Exercise -> In the entries below, find each line with the string "tags" and copy it.

Supplied records ->
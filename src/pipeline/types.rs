//! Core pipeline types: pattern ids, polarity, match events

use serde::{Deserialize, Serialize};
use std::fmt;

/// Signed pattern identifier as assigned by the catalog
///
/// Negative ids belong to the negative lexicon, positive ids to the positive
/// one.
#[derive(Debug, Clone, Copy, PartialEq, Eq, PartialOrd, Ord, Hash, Serialize, Deserialize)]
#[serde(transparent)]
pub struct PatternId(pub i64);

impl PatternId {
    pub fn polarity(self) -> Polarity {
        if self.0 < 0 {
            Polarity::Negative
        } else {
            Polarity::Positive
        }
    }
}

impl fmt::Display for PatternId {
    fn fmt(&self, f: &mut fmt::Formatter<'_>) -> fmt::Result {
        write!(f, "{}", self.0)
    }
}

#[derive(Debug, Clone, Copy, PartialEq, Eq, Hash, Serialize, Deserialize)]
#[serde(rename_all = "lowercase")]
pub enum Polarity {
    Positive,
    Negative,
}

/// One classified match, ready to be fanned out to every horizon
#[derive(Debug, Clone, PartialEq)]
pub struct MatchEvent {
    pub key: PatternId,
    pub polarity: Polarity,
    /// Non-negative evidence weight
    pub weight: f64,
    /// Unix seconds
    pub timestamp: f64,
}

impl MatchEvent {
    /// Build an event whose polarity follows the sign of the key
    pub fn new(key: PatternId, weight: f64, timestamp: f64) -> Self {
        Self {
            key,
            polarity: key.polarity(),
            weight,
            timestamp,
        }
    }
}

#[cfg(test)]
mod tests {
    use super::*;

    #[test]
    fn test_polarity_follows_sign() {
        assert_eq!(PatternId(-1).polarity(), Polarity::Negative);
        assert_eq!(PatternId(-4000).polarity(), Polarity::Negative);
        assert_eq!(PatternId(1).polarity(), Polarity::Positive);
        assert_eq!(PatternId(0).polarity(), Polarity::Positive);
    }

    #[test]
    fn test_event_new_classifies() {
        let event = MatchEvent::new(PatternId(-7), 2.0, 10.0);
        assert_eq!(event.polarity, Polarity::Negative);
        assert_eq!(event.weight, 2.0);
    }
}
use std::path::{Path, PathBuf};

use crate::error::{Error, Result};

pub const LAB_HOME_ENV: &str = "LAB_HOME";
pub const CONFIG_FILE: &str = "config.json";
pub const INDEX_FILE: &str = "repo.json";
pub const INFO_FILE: &str = "info.json";
pub const EXCEPTION_FILE: &str = "exception.log";
pub const REPO_LAB_DIR: &str = ".lab";

/// Machine-global lab directory holding the user config and the global
/// side-index.
#[derive(Debug, Clone, PartialEq, Eq)]
pub struct LabHome {
    root: PathBuf,
}

impl LabHome {
    pub fn at(root: impl Into<PathBuf>) -> Self {
        Self { root: root.into() }
    }

    /// `$LAB_HOME` when set, otherwise `~/.lab`.
    pub fn discover() -> Result<Self> {
        if let Some(root) = std::env::var_os(LAB_HOME_ENV).filter(|v| !v.is_empty()) {
            return Ok(Self::at(root));
        }
        dirs::home_dir()
            .map(|home| Self::at(home.join(".lab")))
            .ok_or(Error::NoHome)
    }

    pub fn root(&self) -> &Path {
        &self.root
    }

    pub fn config_path(&self) -> PathBuf {
        self.root.join(CONFIG_FILE)
    }

    pub fn index_path(&self) -> PathBuf {
        self.root.join(INDEX_FILE)
    }

    pub fn default_experiments_root(&self) -> PathBuf {
        self.root.join("experiments")
    }
}

pub fn repo_lab_dir(repo_root: &Path) -> PathBuf {
    repo_root.join(REPO_LAB_DIR)
}

pub fn repo_config_path(repo_root: &Path) -> PathBuf {
    repo_lab_dir(repo_root).join(CONFIG_FILE)
}

pub fn repo_index_path(repo_root: &Path) -> PathBuf {
    repo_lab_dir(repo_root).join(INDEX_FILE)
}
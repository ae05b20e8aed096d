//! Run bookkeeping for experiment hosts: layered configuration, run
//! directory allocation, side-indexes and the per-run metadata record.

pub mod config;
pub mod error;
pub mod lifecycle;
pub mod paths;
pub mod registry;
pub mod vcs;

pub use config::{ConfigDiagnostic, ConfigLayers, ConfigLevel};
pub use error::{Error, Result};
pub use lifecycle::{
    read_run_record, resolve_identity, ProjectIdentity, RunBuilder, RunFailure, RunLifecycle,
    RunRecord, RunState, DEFAULT_TIME_FMT,
};
pub use paths::LabHome;
pub use registry::{IndexEntry, RunRegistry, SideIndex};
pub use vcs::{Commit, Detached, GitCli, Repo, Vcs};
//! Three-scope configuration: user (machine-global), experiment (per project
//! directory) and repository (per version-controlled root).
//!
//! Reads resolve repository > experiment > user. Writes name their target
//! layer and touch only that layer's file. Each layer loads its JSON file on
//! first use; a malformed file never stops a run, the layer falls back to its
//! defaults and a [`ConfigDiagnostic`] is recorded.

use lab_core::{atomic_write_json_pretty, read_json_object, AttrNode, AttrValue};
use std::fmt;
use std::path::{Path, PathBuf};
use std::str::FromStr;
use tracing::{debug, warn};

use crate::error::{Error, Result};
use crate::paths::{repo_config_path, LabHome};

pub const EXPERIMENTS_ROOT_KEY: &str = "experiments_root";

#[derive(Debug, Clone, Copy, PartialEq, Eq, Hash)]
pub enum ConfigLevel {
    User,
    Experiment,
    Repository,
}

impl ConfigLevel {
    /// Most specific scope first.
    pub const PRECEDENCE: [ConfigLevel; 3] = [
        ConfigLevel::Repository,
        ConfigLevel::Experiment,
        ConfigLevel::User,
    ];

    pub fn as_str(&self) -> &'static str {
        match self {
            ConfigLevel::User => "user",
            ConfigLevel::Experiment => "experiment",
            ConfigLevel::Repository => "repository",
        }
    }
}

impl fmt::Display for ConfigLevel {
    fn fmt(&self, f: &mut fmt::Formatter<'_>) -> fmt::Result {
        f.write_str(self.as_str())
    }
}

impl FromStr for ConfigLevel {
    type Err = Error;

    fn from_str(s: &str) -> Result<Self> {
        match s.trim().to_ascii_lowercase().as_str() {
            "user" => Ok(ConfigLevel::User),
            "experiment" => Ok(ConfigLevel::Experiment),
            "repository" | "repo" => Ok(ConfigLevel::Repository),
            other => Err(Error::UnknownLevel(other.to_string())),
        }
    }
}

#[derive(Debug, Clone, PartialEq)]
pub struct ConfigDiagnostic {
    pub level: ConfigLevel,
    pub path: PathBuf,
    pub message: String,
}

impl fmt::Display for ConfigDiagnostic {
    fn fmt(&self, f: &mut fmt::Formatter<'_>) -> fmt::Result {
        write!(
            f,
            "{} config {}: {}",
            self.level,
            self.path.display(),
            self.message
        )
    }
}

#[derive(Debug)]
struct Layer {
    level: ConfigLevel,
    path: Option<PathBuf>,
    defaults: AttrNode,
    store: Option<AttrNode>,
}

impl Layer {
    fn new(level: ConfigLevel, path: Option<PathBuf>, defaults: AttrNode) -> Self {
        Self {
            level,
            path,
            defaults,
            store: None,
        }
    }

    fn diagnose(&self, path: &Path, message: String, out: &mut Vec<ConfigDiagnostic>) {
        warn!(level = %self.level, path = %path.display(), "{}; using defaults", message);
        out.push(ConfigDiagnostic {
            level: self.level,
            path: path.to_path_buf(),
            message,
        });
    }

    /// Loads the backing file on first use. `None` when the layer has no file.
    fn load(&mut self, diagnostics: &mut Vec<ConfigDiagnostic>) -> Option<&mut AttrNode> {
        let path = self.path.clone()?;
        if self.store.is_none() {
            let store = match read_json_object(&path) {
                Ok(Some(map)) => AttrNode::from(map),
                Ok(None) => {
                    let defaults = self.defaults.clone();
                    if !defaults.is_empty() {
                        if let Err(e) = atomic_write_json_pretty(&path, &defaults.to_json_value()) {
                            self.diagnose(&path, format!("bootstrap failed: {}", e), diagnostics);
                        } else {
                            debug!(level = %self.level, path = %path.display(), "bootstrapped config");
                        }
                    }
                    defaults
                }
                Err(e) => {
                    self.diagnose(&path, e.to_string(), diagnostics);
                    self.defaults.clone()
                }
            };
            self.store = Some(store);
        }
        self.store.as_mut()
    }

    fn persist(&self) -> Result<()> {
        let (Some(path), Some(store)) = (&self.path, &self.store) else {
            return Err(Error::LayerUnavailable(self.level));
        };
        atomic_write_json_pretty(path, &store.to_json_value())?;
        debug!(level = %self.level, path = %path.display(), "config written");
        Ok(())
    }
}

#[derive(Debug)]
pub struct ConfigLayers {
    user: Layer,
    experiment: Layer,
    repository: Layer,
    default_experiments_root: PathBuf,
    diagnostics: Vec<ConfigDiagnostic>,
}

impl ConfigLayers {
    /// User layer at the lab home; experiment and repository layers start
    /// without a backing file until attached.
    pub fn new(home: &LabHome) -> Self {
        let default_root = home.default_experiments_root();
        let mut defaults = AttrNode::new();
        let _ = defaults.set(
            EXPERIMENTS_ROOT_KEY,
            default_root.to_string_lossy().to_string(),
        );
        Self {
            user: Layer::new(ConfigLevel::User, Some(home.config_path()), defaults),
            experiment: Layer::new(ConfigLevel::Experiment, None, AttrNode::new()),
            repository: Layer::new(ConfigLevel::Repository, None, AttrNode::new()),
            default_experiments_root: default_root,
            diagnostics: Vec::new(),
        }
    }

    pub fn with_repository(mut self, repo_root: &Path) -> Self {
        self.attach(ConfigLevel::Repository, repo_config_path(repo_root));
        self
    }

    /// Points `level` at a new backing file; it is loaded on next access.
    pub fn attach(&mut self, level: ConfigLevel, path: PathBuf) {
        let layer = self.layer_mut(level);
        layer.path = Some(path);
        layer.store = None;
    }

    pub fn path(&self, level: ConfigLevel) -> Option<&Path> {
        self.layer(level).path.as_deref()
    }

    fn layer(&self, level: ConfigLevel) -> &Layer {
        match level {
            ConfigLevel::User => &self.user,
            ConfigLevel::Experiment => &self.experiment,
            ConfigLevel::Repository => &self.repository,
        }
    }

    fn layer_mut(&mut self, level: ConfigLevel) -> &mut Layer {
        self.split(level).0
    }

    fn split(&mut self, level: ConfigLevel) -> (&mut Layer, &mut Vec<ConfigDiagnostic>) {
        let layer = match level {
            ConfigLevel::User => &mut self.user,
            ConfigLevel::Experiment => &mut self.experiment,
            ConfigLevel::Repository => &mut self.repository,
        };
        (layer, &mut self.diagnostics)
    }

    fn store(&mut self, level: ConfigLevel) -> Option<&mut AttrNode> {
        let (layer, diagnostics) = self.split(level);
        layer.load(diagnostics)
    }

    /// The most specific layer that defines `key`.
    pub fn defining_level(&mut self, key: &str) -> Option<ConfigLevel> {
        ConfigLevel::PRECEDENCE.into_iter().find(|level| {
            self.store(*level)
                .map(|store| store.contains(key))
                .unwrap_or(false)
        })
    }

    /// Non-vivifying read through the precedence chain.
    pub fn lookup(&mut self, key: &str) -> Option<&AttrValue> {
        let level = self.defining_level(key)?;
        self.lookup_in(level, key)
    }

    pub fn lookup_in(&mut self, level: ConfigLevel, key: &str) -> Option<&AttrValue> {
        self.store(level)?.peek(key)
    }

    pub fn lookup_str(&mut self, key: &str) -> Option<String> {
        self.lookup(key).and_then(AttrValue::as_str).map(str::to_string)
    }

    /// Reads through the precedence chain; when no layer defines `key` an
    /// empty node is materialized in memory on the highest-precedence layer
    /// that has a backing file. Writes go through [`ConfigLayers::add_value`].
    pub fn get(&mut self, key: &str) -> Result<&AttrValue> {
        let level = match self.defining_level(key) {
            Some(level) => level,
            None => ConfigLevel::PRECEDENCE
                .into_iter()
                .find(|level| self.layer(*level).path.is_some())
                .unwrap_or(ConfigLevel::User),
        };
        let store = self.store(level).ok_or(Error::LayerUnavailable(level))?;
        Ok(&*store.get(key)?)
    }

    /// Writes `key` into `level` only and flushes that layer's file.
    pub fn add_value(
        &mut self,
        key: &str,
        value: impl Into<AttrValue>,
        level: ConfigLevel,
    ) -> Result<()> {
        let (layer, diagnostics) = self.split(level);
        let store = layer
            .load(diagnostics)
            .ok_or(Error::LayerUnavailable(level))?;
        store.set(key, value)?;
        layer.persist()
    }

    /// Snapshot of one layer's content.
    pub fn layer_items(&mut self, level: ConfigLevel) -> Option<AttrNode> {
        self.store(level).map(|store| store.clone())
    }

    /// All layers deep-merged, more specific scopes overlaid last.
    pub fn merged(&mut self) -> AttrNode {
        let mut merged = AttrNode::new();
        for level in ConfigLevel::PRECEDENCE.into_iter().rev() {
            if let Some(store) = self.store(level) {
                merged.deep_merge(store);
            }
        }
        merged
    }

    /// Root directory for all projects, read from the user layer. A missing or
    /// non-string entry is replaced by the default and persisted.
    pub fn experiments_root(&mut self) -> Result<PathBuf> {
        if let Some(root) = self
            .lookup_in(ConfigLevel::User, EXPERIMENTS_ROOT_KEY)
            .and_then(AttrValue::as_str)
        {
            return Ok(PathBuf::from(root));
        }
        let default_root = self.default_experiments_root.clone();
        self.add_value(
            EXPERIMENTS_ROOT_KEY,
            default_root.to_string_lossy().to_string(),
            ConfigLevel::User,
        )?;
        Ok(default_root)
    }

    pub fn diagnostics(&self) -> &[ConfigDiagnostic] {
        &self.diagnostics
    }

    pub fn take_diagnostics(&mut self) -> Vec<ConfigDiagnostic> {
        std::mem::take(&mut self.diagnostics)
    }
}
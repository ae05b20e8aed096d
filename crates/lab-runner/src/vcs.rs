//! Seam to the version-control collaborator. Runs only need a working
//! directory and, when available, the commit the code was run at.

use std::path::{Path, PathBuf};
use std::process::{Command, Stdio};
use tracing::debug;

use crate::error::{Error, Result};

pub const SHORT_HASH_LEN: usize = 8;

#[derive(Debug, Clone, PartialEq, Eq)]
pub struct Repo {
    pub working_dir: PathBuf,
}

#[derive(Debug, Clone, PartialEq, Eq)]
pub struct Commit {
    pub hexsha: String,
}

impl Commit {
    pub fn new(hexsha: impl Into<String>) -> Self {
        Self {
            hexsha: hexsha.into(),
        }
    }

    pub fn short(&self) -> &str {
        short_hash(&self.hexsha)
    }
}

/// First [`SHORT_HASH_LEN`] characters of a commit hash.
pub fn short_hash(hexsha: &str) -> &str {
    match hexsha.char_indices().nth(SHORT_HASH_LEN) {
        Some((idx, _)) => &hexsha[..idx],
        None => hexsha,
    }
}

pub trait Vcs {
    fn load_repo(&self) -> Result<Repo>;
    fn commit(&self, repo: &Repo) -> Result<Option<Commit>>;
}

/// Reads repository facts through the `git` executable. Outside a repository
/// the start directory stands in for the working dir and there is no commit.
#[derive(Debug, Clone)]
pub struct GitCli {
    start_dir: PathBuf,
}

impl GitCli {
    pub fn new(start_dir: impl Into<PathBuf>) -> Self {
        Self {
            start_dir: start_dir.into(),
        }
    }

    pub fn from_current_dir() -> Result<Self> {
        Ok(Self::new(std::env::current_dir()?))
    }

    fn rev_parse(&self, dir: &Path, arg: &str) -> Result<Option<String>> {
        let output = Command::new("git")
            .arg("rev-parse")
            .arg(arg)
            .current_dir(dir)
            .stdin(Stdio::null())
            .output()
            .map_err(|e| Error::Vcs(format!("failed to spawn git: {}", e)))?;
        if !output.status.success() {
            debug!(
                arg,
                stderr = %String::from_utf8_lossy(&output.stderr).trim(),
                "git rev-parse failed"
            );
            return Ok(None);
        }
        let text = String::from_utf8_lossy(&output.stdout).trim().to_string();
        Ok(if text.is_empty() { None } else { Some(text) })
    }
}

impl Vcs for GitCli {
    fn load_repo(&self) -> Result<Repo> {
        let working_dir = match self.rev_parse(&self.start_dir, "--show-toplevel") {
            Ok(Some(top)) => PathBuf::from(top),
            Ok(None) | Err(_) => self.start_dir.clone(),
        };
        Ok(Repo { working_dir })
    }

    fn commit(&self, repo: &Repo) -> Result<Option<Commit>> {
        Ok(self
            .rev_parse(&repo.working_dir, "HEAD")?
            .map(Commit::new))
    }
}

/// Fixed repository facts for hosts without git.
#[derive(Debug, Clone)]
pub struct Detached {
    working_dir: PathBuf,
    commit: Option<String>,
}

impl Detached {
    pub fn new(working_dir: impl Into<PathBuf>, commit: Option<&str>) -> Self {
        Self {
            working_dir: working_dir.into(),
            commit: commit.map(str::to_string),
        }
    }
}

impl Vcs for Detached {
    fn load_repo(&self) -> Result<Repo> {
        Ok(Repo {
            working_dir: self.working_dir.clone(),
        })
    }

    fn commit(&self, _repo: &Repo) -> Result<Option<Commit>> {
        Ok(self.commit.clone().map(Commit::new))
    }
}
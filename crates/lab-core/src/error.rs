use thiserror::Error;

pub type Result<T> = std::result::Result<T, Error>;

#[derive(Error, Debug)]
pub enum Error {
    /// A dot-path crosses a value that is not a node.
    #[error("path '{path}' is blocked: segment '{segment}' holds a non-node value")]
    NotANode { path: String, segment: String },

    #[error("expected a JSON object in {0}")]
    NotAnObject(String),

    #[error("IO error: {0}")]
    Io(#[from] std::io::Error),

    #[error("JSON error: {0}")]
    Json(#[from] serde_json::Error),
}
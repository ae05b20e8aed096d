use anyhow::{anyhow, Context, Result};
use clap::{Parser, Subcommand};
use lab_core::AttrValue;
use lab_runner::paths::CONFIG_FILE;
use lab_runner::{
    read_run_record, resolve_identity, ConfigLayers, ConfigLevel, GitCli, LabHome,
    ProjectIdentity, Repo, RunLifecycle, RunRegistry, Vcs,
};
use serde_json::{json, Map, Value};
use std::path::PathBuf;
use std::process::Command;
use tracing::debug;
use tracing_subscriber::EnvFilter;

/// Exported to `exec` children so they can write next to `info.json`.
const RUN_DIR_ENV: &str = "LAB_RUN_DIR";

#[derive(Parser)]
#[command(name = "lab", version, about = "Experiment run bookkeeping")]
struct Cli {
    #[command(subcommand)]
    command: Commands,
}

#[derive(Subcommand)]
enum Commands {
    Init {
        #[arg(long)]
        json: bool,
    },
    ConfigGet {
        key: String,
        #[arg(long)]
        json: bool,
    },
    ConfigSet {
        key: String,
        value: String,
        #[arg(long, default_value = "user")]
        level: String,
        #[arg(long)]
        json: bool,
    },
    ConfigList {
        #[arg(long)]
        json: bool,
    },
    Exec {
        name: String,
        #[arg(long = "tag")]
        tags: Vec<String>,
        #[arg(long)]
        json: bool,
        #[arg(last = true, required = true)]
        command: Vec<String>,
    },
    Projects {
        #[arg(long)]
        json: bool,
    },
    Find {
        test_name: String,
        #[arg(long)]
        json: bool,
    },
    Show {
        run_dir: PathBuf,
    },
}

fn main() -> Result<()> {
    tracing_subscriber::fmt()
        .with_env_filter(
            EnvFilter::try_from_default_env().unwrap_or_else(|_| EnvFilter::new("warn")),
        )
        .with_writer(std::io::stderr)
        .init();

    let cli = Cli::parse();
    let json_mode = command_json_mode(&cli.command);
    match run_command(cli.command) {
        Ok(Outcome { payload, exit_code }) => {
            if let Some(payload) = payload {
                emit_json(&payload);
            }
            if exit_code != 0 {
                std::process::exit(exit_code);
            }
            Ok(())
        }
        Err(err) => {
            if json_mode {
                emit_json(&json_error("command_failed", err.to_string(), json!({})));
                std::process::exit(1);
            }
            Err(err)
        }
    }
}

struct Outcome {
    payload: Option<Value>,
    exit_code: i32,
}

impl Outcome {
    fn done() -> Self {
        Self {
            payload: None,
            exit_code: 0,
        }
    }

    fn json(payload: Value) -> Self {
        Self {
            payload: Some(payload),
            exit_code: 0,
        }
    }
}

/// Identity, config and registry of the repository the CLI runs in.
struct Workspace {
    home: LabHome,
    repo: Repo,
    config: ConfigLayers,
    registry: RunRegistry,
    identity: ProjectIdentity,
}

impl Workspace {
    fn open() -> Result<Self> {
        let home = LabHome::discover()?;
        let repo = GitCli::from_current_dir()?.load_repo()?;
        let mut config = ConfigLayers::new(&home).with_repository(&repo.working_dir);
        let registry = RunRegistry::from_config(home.clone(), &mut config)?;
        let identity = resolve_identity(&mut config, &repo);
        let project_dir = registry.resolve_project_dir(&identity.key())?;
        config.attach(ConfigLevel::Experiment, project_dir.join(CONFIG_FILE));
        debug!(project = %identity.key(), repo = %repo.working_dir.display(), "workspace opened");
        Ok(Self {
            home,
            repo,
            config,
            registry,
            identity,
        })
    }

    fn diagnostics(&mut self) -> Vec<String> {
        self.config
            .take_diagnostics()
            .iter()
            .map(ToString::to_string)
            .collect()
    }
}

fn run_command(command: Commands) -> Result<Outcome> {
    match command {
        Commands::Init { json } => {
            let mut ws = Workspace::open()?;
            let key = ws.identity.key();
            ws.registry
                .register_project(&key, &ws.repo.working_dir, ws.registry.experiments_root())?;
            let project_dir = ws.registry.resolve_project_dir(&key)?;
            if json {
                return Ok(Outcome::json(json!({
                    "ok": true,
                    "command": "init",
                    "project_key": key,
                    "project_dir": project_dir.display().to_string(),
                    "repo": ws.repo.working_dir.display().to_string(),
                    "home": ws.home.root().display().to_string(),
                    "diagnostics": ws.diagnostics(),
                })));
            }
            println!("project: {}", key);
            println!("project_dir: {}", project_dir.display());
            println!("repo: {}", ws.repo.working_dir.display());
        }
        Commands::ConfigGet { key, json } => {
            let mut ws = Workspace::open()?;
            let level = ws.config.defining_level(&key);
            let value = ws
                .config
                .lookup(&key)
                .and_then(AttrValue::to_json)
                .ok_or_else(|| anyhow!("config key '{}' is not set", key))?;
            if json {
                return Ok(Outcome::json(json!({
                    "ok": true,
                    "command": "config-get",
                    "key": key,
                    "value": value,
                    "level": level.map(|l| l.as_str()),
                })));
            }
            println!("{}", render_value(&value));
        }
        Commands::ConfigSet {
            key,
            value,
            level,
            json,
        } => {
            let level: ConfigLevel = level.parse()?;
            let parsed = parse_config_value(&value);
            let mut ws = Workspace::open()?;
            ws.config
                .add_value(&key, AttrValue::from(parsed.clone()), level)?;
            let path = ws
                .config
                .path(level)
                .map(|p| p.display().to_string())
                .unwrap_or_default();
            if json {
                return Ok(Outcome::json(json!({
                    "ok": true,
                    "command": "config-set",
                    "key": key,
                    "value": parsed,
                    "level": level.as_str(),
                    "path": path,
                })));
            }
            println!("{} = {} ({})", key, render_value(&parsed), level);
        }
        Commands::ConfigList { json } => {
            let mut ws = Workspace::open()?;
            let mut layers = Map::new();
            for level in [ConfigLevel::User, ConfigLevel::Experiment, ConfigLevel::Repository] {
                if let Some(items) = ws.config.layer_items(level) {
                    layers.insert(level.as_str().to_string(), items.to_json_value());
                }
            }
            let merged = ws.config.merged();
            if json {
                return Ok(Outcome::json(json!({
                    "ok": true,
                    "command": "config-list",
                    "merged": merged.to_json_value(),
                    "layers": layers,
                    "diagnostics": ws.diagnostics(),
                })));
            }
            for (key, value) in merged.walk() {
                if let Some(value) = value.to_json() {
                    println!("{} = {}", key, render_value(&value));
                }
            }
            for diagnostic in ws.diagnostics() {
                eprintln!("warning: {}", diagnostic);
            }
        }
        Commands::Exec {
            name,
            tags,
            json,
            command,
        } => return exec(&name, &tags, &command, json),
        Commands::Projects { json } => {
            let home = LabHome::discover()?;
            let mut config = ConfigLayers::new(&home);
            let registry = RunRegistry::from_config(home, &mut config)?;
            let projects = registry.projects()?;
            if json {
                return Ok(Outcome::json(json!({
                    "ok": true,
                    "command": "projects",
                    "projects": serde_json::to_value(&projects)?,
                })));
            }
            for (key, entry) in &projects {
                println!("{}\t{}\t{} runs", key, entry.repopath, entry.exps.len());
            }
        }
        Commands::Find { test_name, json } => {
            let home = LabHome::discover()?;
            let mut config = ConfigLayers::new(&home);
            let registry = RunRegistry::from_config(home, &mut config)?;
            let found = registry.find_runs(&test_name)?;
            if json {
                let dirs: Vec<String> = found.iter().map(|p| p.display().to_string()).collect();
                return Ok(Outcome::json(json!({
                    "ok": true,
                    "command": "find",
                    "test_name": test_name,
                    "runs": dirs,
                })));
            }
            if found.is_empty() {
                eprintln!("no run matches '{}'", test_name);
            }
            for dir in found {
                println!("{}", dir.display());
            }
        }
        Commands::Show { run_dir } => {
            let record = read_run_record(&run_dir)
                .with_context(|| format!("reading run record in {}", run_dir.display()))?;
            return Ok(Outcome::json(serde_json::to_value(&record)?));
        }
    }
    Ok(Outcome::done())
}

/// Runs `command` as a child inside a run; its exit status becomes the run's
/// end code and the CLI's own exit code.
fn exec(name: &str, tags: &[String], command: &[String], json: bool) -> Result<Outcome> {
    let (program, args) = command
        .split_first()
        .ok_or_else(|| anyhow!("exec needs a command after '--'"))?;
    let mut run = RunLifecycle::builder(name).start()?;
    if let Some(err) = run.take_index_error() {
        eprintln!("warning: run index not updated: {}", err);
    }
    for tag in tags {
        run.add_tag(tag, Vec::<String>::new())?;
    }
    run.add_plugin("exec", Some(json!({ "command": command })))?;
    let run_dir = run.run_dir()?;
    let test_name = run.test_name()?;

    let code = run.scope(|run| -> Result<i32> {
        let status = Command::new(program)
            .args(args)
            .env(RUN_DIR_ENV, &run_dir)
            .status()
            .with_context(|| format!("failed to spawn '{}'", program))?;
        let code = status.code().unwrap_or(1);
        run.end(code, Map::new())?;
        Ok(code)
    })?;

    if json {
        return Ok(Outcome {
            payload: Some(json!({
                "ok": code == 0,
                "command": "exec",
                "test_name": test_name,
                "run_dir": run_dir.display().to_string(),
                "end_code": code,
            })),
            exit_code: code,
        });
    }
    eprintln!("run_dir: {}", run_dir.display());
    Ok(Outcome {
        payload: None,
        exit_code: code,
    })
}

fn emit_json(value: &Value) {
    match serde_json::to_string(value) {
        Ok(s) => println!("{}", s),
        Err(_) => println!(
            "{{\"ok\":false,\"error\":{{\"code\":\"serialization_error\",\"message\":\"failed to serialize JSON payload\",\"details\":{{}}}}}}"
        ),
    }
}

fn json_error(code: &str, message: String, details: Value) -> Value {
    json!({
        "ok": false,
        "error": {
            "code": code,
            "message": message,
            "details": details
        }
    })
}

fn command_json_mode(command: &Commands) -> bool {
    match command {
        Commands::Init { json }
        | Commands::ConfigGet { json, .. }
        | Commands::ConfigSet { json, .. }
        | Commands::ConfigList { json }
        | Commands::Exec { json, .. }
        | Commands::Projects { json }
        | Commands::Find { json, .. } => *json,
        Commands::Show { .. } => true,
    }
}

/// JSON when it parses, otherwise the raw text as a string.
fn parse_config_value(raw: &str) -> Value {
    serde_json::from_str::<Value>(raw).unwrap_or_else(|_| Value::String(raw.to_string()))
}

fn render_value(value: &Value) -> String {
    match value {
        Value::String(s) => s.clone(),
        other => other.to_string(),
    }
}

Exercise output ->
        tags: Vec<String>,
            tags,
        } => return exec(&name, &tags, &command, json),
fn exec(name: &str, tags: &[String], command: &[String], json: bool) -> Result<Outcome> {
    for tag in tags {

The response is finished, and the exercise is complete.